→ TASK REQUIREMENTS
Report the count of lines below in which the string "FileContent" occurs; include nothing else.

......

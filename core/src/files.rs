//! File guard: size-ceiling-enforced file reads.
//!
//! Metadata is fetched before content; a file whose declared size exceeds
//! the ceiling fails with `FileTooLarge` and no content fetch is issued.
//! The check is a precondition, not a post-hoc truncation.

use tracing::debug;

use crate::backend::BackendClient;
use crate::error::{Result, WorkboardError};
use crate::models::FileContent;
use crate::resolver::resolve_repository;

/// Ref-namespace prefix stripped from pull-request source branches.
const REF_HEADS_PREFIX: &str = "refs/heads/";

/// Fetches file content subject to a byte-size ceiling.
pub struct FileGuard<'a> {
    backend: &'a dyn BackendClient,
    /// Project used to scope bare repository names.
    project: &'a str,
    /// Maximum declared file size, in bytes.
    max_file_bytes: u64,
}

impl<'a> FileGuard<'a> {
    pub fn new(backend: &'a dyn BackendClient, project: &'a str, max_file_bytes: u64) -> Self {
        Self {
            backend,
            project,
            max_file_bytes,
        }
    }

    /// Fetch a file's content at a branch, enforcing the size ceiling
    /// against the declared metadata size before any content is read.
    ///
    /// The reported size falls back to the content length when the backend
    /// did not declare one.
    pub async fn file_content(
        &self,
        repository_id: &str,
        file_path: &str,
        branch: &str,
    ) -> Result<FileContent> {
        let repository = resolve_repository(repository_id, self.project);
        let path = normalize_path(file_path);

        let metadata = self
            .backend
            .fetch_file_metadata(&repository, &path, branch)
            .await?;
        if let Some(size) = metadata.size
            && size > self.max_file_bytes
        {
            return Err(WorkboardError::FileTooLarge {
                path,
                size,
                limit: self.max_file_bytes,
            });
        }

        debug!(%repository, %path, branch, "fetching file content");
        let content = self
            .backend
            .fetch_file_content(&repository, &path, branch)
            .await?;
        let size = metadata.size.unwrap_or(content.len() as u64);
        Ok(FileContent {
            path,
            content,
            size,
        })
    }

    /// Fetch a file's content from a pull request's source branch.
    ///
    /// Resolves the PR, strips the `refs/heads/` prefix from its source
    /// ref, and delegates to [`Self::file_content`]. A PR with no
    /// resolvable source branch fails with `NotFound`.
    pub async fn file_from_pull_request(
        &self,
        repository_id: &str,
        pull_request_id: u64,
        file_path: &str,
    ) -> Result<FileContent> {
        let repository = resolve_repository(repository_id, self.project);
        let pr = self
            .backend
            .fetch_pull_request(&repository, pull_request_id)
            .await?;

        let source = pr
            .source_ref
            .as_deref()
            .map(str::trim)
            .filter(|s| !s.is_empty())
            .ok_or_else(|| {
                WorkboardError::not_found(format!(
                    "pull request {pull_request_id} has no source branch"
                ))
            })?;
        let branch = source.strip_prefix(REF_HEADS_PREFIX).unwrap_or(source);

        self.file_content(repository_id, file_path, branch).await
    }
}

/// Normalize a file path to a leading-separator form.
fn normalize_path(path: &str) -> String {
    if path.starts_with('/') {
        path.to_string()
    } else {
        format!("/{path}")
    }
}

......

→ SOLUTION FOR THIS TASK
4